The DV "Change detection accuracy" (e.g. see fig 3) looks like a count variable (a sum of binary variables, if you like), will be both discrete and heteroskedastic, and may be skew as well - and strictly should probably be handled as a GLM. If the samples are large and the proportions don't vary too much it may not be a very serious problem.
The DV "Response time" (e.g. see fig 4) is continuous, but is likely to be highly skewed and heteroskedastic (so again, likely not well suited for normal theory ANOVA). Speeds (inverse of times) are often much more reasonable on normal assumptions (but even there you can get some degree of skewness or heteroskedasticity). How much of an issue the time variable is it's impossible to judge without looking at the data.
The DV "Number of saccades" is another count variable, and the earlier comments apply
The DV "Saccade distance" may be right skew and mildly heteroskedastic, but probably not as badly as the time variable.
"First fixation" looks like another count variable, ...
.... and so on.
Some of these might be okay handled via ANOVA, I can't tell without the data.
Effect sizes and so on will be fine; the significance levels are what you have to worry about.
rolando2 said:
Homo- or heteroskedasticity is a property of a solution (some would say of a "model"), not of a single variable.

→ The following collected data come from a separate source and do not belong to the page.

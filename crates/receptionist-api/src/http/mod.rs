//! HTTP/REST API layer for Super Receptionist.
//!
//! Axum-based REST API at `/api/v1/` with envelope response format and
//! CORS support.

pub mod error;
pub mod handlers;
pub mod response;
pub mod router;
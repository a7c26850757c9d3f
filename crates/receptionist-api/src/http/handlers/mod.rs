//! HTTP request handlers for the REST API.

pub mod chat;
pub mod conversation;
pub mod design;
pub mod menu;
pub mod settings;
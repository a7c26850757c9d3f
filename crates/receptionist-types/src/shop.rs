//! Shop configuration records: menu items, cake designs, and the free-form
//! settings documents (system prompt, conversion instructions) that shape
//! the receptionist's answers.

use serde::{Deserialize, Serialize};

/// One entry on the shop menu.
#[derive(Debug, Clone, PartialEq, Serialize, Deserialize)]
pub struct MenuItem {
    pub name: String,
    #[serde(default, skip_serializing_if = "Option::is_none")]
    pub description: Option<String>,
    #[serde(default, skip_serializing_if = "Option::is_none")]
    pub price: Option<f64>,
    #[serde(default, skip_serializing_if = "Option::is_none")]
    pub category: Option<String>,
}

/// A cake design in the shop's catalog.
///
/// `image_url` may be a plain URL or a `data:image/...;base64,` URL; the
/// storage layer decodes data URLs to binary and re-encodes them on read.
#[derive(Debug, Clone, PartialEq, Serialize, Deserialize)]
pub struct CakeDesign {
    pub design_id: String,
    pub name: String,
    pub description: String,
    #[serde(default, skip_serializing_if = "Option::is_none")]
    pub image_url: Option<String>,
}

/// The operator-editable system prompt that frames every AI call.
#[derive(Debug, Clone, PartialEq, Serialize, Deserialize)]
pub struct SystemPrompt {
    pub prompt: String,
}

impl Default for SystemPrompt {
    fn default() -> Self {
        Self {
            prompt: "You are an AI receptionist for a cake shop. Answer questions \
                     about the menu and cake designs, take order details accurately, \
                     and follow the shop owner's instructions for order processing."
                .to_string(),
        }
    }
}

/// Operator instructions for converting order text into structured records,
/// with optional worked examples.
#[derive(Debug, Clone, Default, PartialEq, Serialize, Deserialize)]
pub struct ConversionInstructions {
    #[serde(default)]
    pub instructions: String,
    #[serde(default)]
    pub examples: Vec<serde_json::Value>,
}
//! Chat endpoints: send a message and edit a historical message.
//!
//! Endpoints:
//! - POST /api/v1/chat                      - Send a message, get the AI reply
//! - POST /api/v1/chat/messages/{id}/edit   - Edit a user message and regenerate
//!
//! Both endpoints commit the user's input before the AI call. When the
//! responder fails, the envelope carries the persisted state in `data`
//! plus an `UPSTREAM_FAILURE` error, so the UI can show the message and
//! offer a retry.

use std::time::Instant;

use axum::extract::{Path, State};
use axum::Json;
use serde::{Deserialize, Serialize};
use uuid::Uuid;

use receptionist_types::chat::{ChatMessage, TurnReply};

use crate::http::error::AppError;
use crate::http::response::ApiResponse;
use crate::state::AppState;

/// Request body for the chat endpoint.
#[derive(Debug, Deserialize)]
pub struct SendMessageRequest {
    /// The user message to send.
    pub message: String,
    /// Existing conversation to continue; if absent, one is created.
    pub conversation_id: Option<String>,
}

/// Response payload for the chat endpoint.
#[derive(Debug, Serialize)]
pub struct SendMessageResponse {
    pub conversation_id: String,
    /// Id of the persisted user message.
    pub message_id: Uuid,
    /// The AI reply, absent when the responder failed.
    pub response: Option<String>,
    /// Id of the persisted bot message, absent when the responder failed.
    pub response_id: Option<Uuid>,
}

/// Request body for the edit endpoint.
#[derive(Debug, Deserialize)]
pub struct EditMessageRequest {
    /// Replacement text for the edited message.
    pub message: String,
    /// The conversation the message belongs to.
    pub conversation_id: String,
}

/// Response payload for the edit endpoint.
#[derive(Debug, Serialize)]
pub struct EditMessageResponse {
    pub conversation_id: String,
    /// The replacement user message as stored.
    pub edited: ChatMessage,
    /// The regenerated reply, absent when the responder failed.
    pub response: Option<String>,
    /// The full post-edit history.
    pub messages: Vec<ChatMessage>,
}

/// POST /api/v1/chat - Send a message and return the AI reply.
pub async fn send_message(
    State(state): State<AppState>,
    Json(body): Json<SendMessageRequest>,
) -> Result<ApiResponse<SendMessageResponse>, AppError> {
    let start = Instant::now();
    let request_id = Uuid::now_v7().to_string();

    let context = state.shop_service.shop_context().await?;
    let turn = state
        .chat_service
        .send_message(body.conversation_id, &body.message, &context)
        .await?;

    let elapsed = start.elapsed().as_millis() as u64;
    let history_link = format!(
        "/api/v1/chat/conversations/{}/messages",
        turn.conversation_id
    );

    let resp = match turn.reply {
        TurnReply::Answered(reply) => ApiResponse::success(
            SendMessageResponse {
                conversation_id: turn.conversation_id,
                message_id: turn.user_message.id,
                response: Some(reply.text),
                response_id: Some(reply.id),
            },
            request_id,
            elapsed,
        ),
        TurnReply::Unanswered { error } => ApiResponse::success(
            SendMessageResponse {
                conversation_id: turn.conversation_id,
                message_id: turn.user_message.id,
                response: None,
                response_id: None,
            },
            request_id,
            elapsed,
        )
        .with_error("UPSTREAM_FAILURE", &error),
    };

    Ok(resp.with_link("history", &history_link))
}

/// POST /api/v1/chat/messages/{id}/edit - Edit a user message and
/// regenerate everything after it.
pub async fn edit_message(
    State(state): State<AppState>,
    Path(message_id): Path<String>,
    Json(body): Json<EditMessageRequest>,
) -> Result<ApiResponse<EditMessageResponse>, AppError> {
    let start = Instant::now();
    let request_id = Uuid::now_v7().to_string();

    let message_id = message_id
        .parse::<Uuid>()
        .map_err(|_| AppError::Validation(format!("Invalid message id: {message_id}")))?;

    let context = state.shop_service.shop_context().await?;
    let outcome = state
        .chat_service
        .edit_message(&message_id, &body.conversation_id, &body.message, &context)
        .await?;

    let elapsed = start.elapsed().as_millis() as u64;
    let history_link = format!(
        "/api/v1/chat/conversations/{}/messages",
        outcome.conversation_id
    );

    let (response, upstream_error) = match outcome.reply {
        TurnReply::Answered(reply) => (Some(reply.text), None),
        TurnReply::Unanswered { error } => (None, Some(error)),
    };

    let mut resp = ApiResponse::success(
        EditMessageResponse {
            conversation_id: outcome.conversation_id,
            edited: outcome.edited,
            response,
            messages: outcome.messages,
        },
        request_id,
        elapsed,
    );
    if let Some(error) = upstream_error {
        resp = resp.with_error("UPSTREAM_FAILURE", &error);
    }

    Ok(resp.with_link("history", &history_link))
}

I'm bringing this up here because I want to discuss it in some depth.
Heteroskedasticity is not a property of a single variable, but we're not dealing with a single variable.
We're discussing ANOVA: the existence of a model is already a given - in the sense that we're modeling relations among means of different groups - we have both y and x-variables (the x's will be factors in ANOVA of course).

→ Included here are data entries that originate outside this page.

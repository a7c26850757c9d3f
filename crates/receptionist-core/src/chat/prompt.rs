//! AI request assembly.
//!
//! Builds the system context block from shop configuration and converts
//! stored history into the provider-agnostic message list. The system
//! context mirrors what the shop operator curates in the training UI:
//! system prompt, menu, cake designs, and conversion instructions.

use receptionist_types::chat::ChatMessage;
use receptionist_types::llm::Message;
use receptionist_types::shop::{CakeDesign, ConversionInstructions, MenuItem, SystemPrompt};

/// Everything the operator has configured that frames an AI call.
#[derive(Debug, Clone, Default)]
pub struct ShopContext {
    pub system_prompt: SystemPrompt,
    pub menu: Vec<MenuItem>,
    pub designs: Vec<CakeDesign>,
    pub conversion_instructions: ConversionInstructions,
}

/// Render the shop context into the system block sent with every request.
///
/// Design images are stripped before rendering: a data-URL payload would
/// dwarf the rest of the prompt and the model cannot read it anyway.
pub fn render_system_context(ctx: &ShopContext) -> String {
    let designs_for_prompt: Vec<serde_json::Value> = ctx
        .designs
        .iter()
        .map(|d| {
            serde_json::json!({
                "design_id": d.design_id,
                "name": d.name,
                "description": d.description,
            })
        })
        .collect();

    let menu_json = serde_json::to_string_pretty(&ctx.menu).unwrap_or_else(|_| "[]".to_string());
    let designs_json =
        serde_json::to_string_pretty(&designs_for_prompt).unwrap_or_else(|_| "[]".to_string());

    format!(
        "{}\n\nShop Menu: {}\nCake Designs: {}\nConversion Instructions: {}",
        ctx.system_prompt.prompt, menu_json, designs_json, ctx.conversion_instructions.instructions
    )
}

/// Convert stored history into the provider message list.
///
/// The history already ends with the just-persisted user message, so no
/// extra message is appended here.
pub fn history_to_messages(history: &[ChatMessage]) -> Vec<Message> {
    history
        .iter()
        .map(|m| Message {
            role: m.role,
            content: m.text.clone(),
        })
        .collect()
}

And that's enough variables to have heteroskedasticity, if it's present.
Since count variables seem to nearly always show variability that relates to the mean in some way (in particular, among groups with very large fitted means compared to other groups, we also see larger variation around the mean), it's important to bring it up.
That this happens is to be expected, since counts are bounded. They cannot go below 0.
Consider a simple one-way ANOVA with (for clarity) multiple count observations per group. Moving across groups, as the mean gets closer to 0, the variability of points about the mean must also tend to be smaller - they are less and less able to go far below the current mean (because of the bound) and so by necessity must not go too far above it (or the mean would tend to be larger than it is).
As a result, when there are count dependent variables, you nearly always find variance that's somewhat related to the mean in the data (not necessarily linearly) -- as long as there's variation in the mean among the groups, we would expect there to be accompanying changes in variances, simply because of the basic (and obvious) case that counts are bounded below.
Which is to say, in the situation in the question, if there's to be variation in the mean (& that expectation is why ANOVA was considered in the first place), then we have every ingredient needed for us to expect heteroskedasticity to be present - if the means differ between the groups, we should typically expect there to be changes in variance.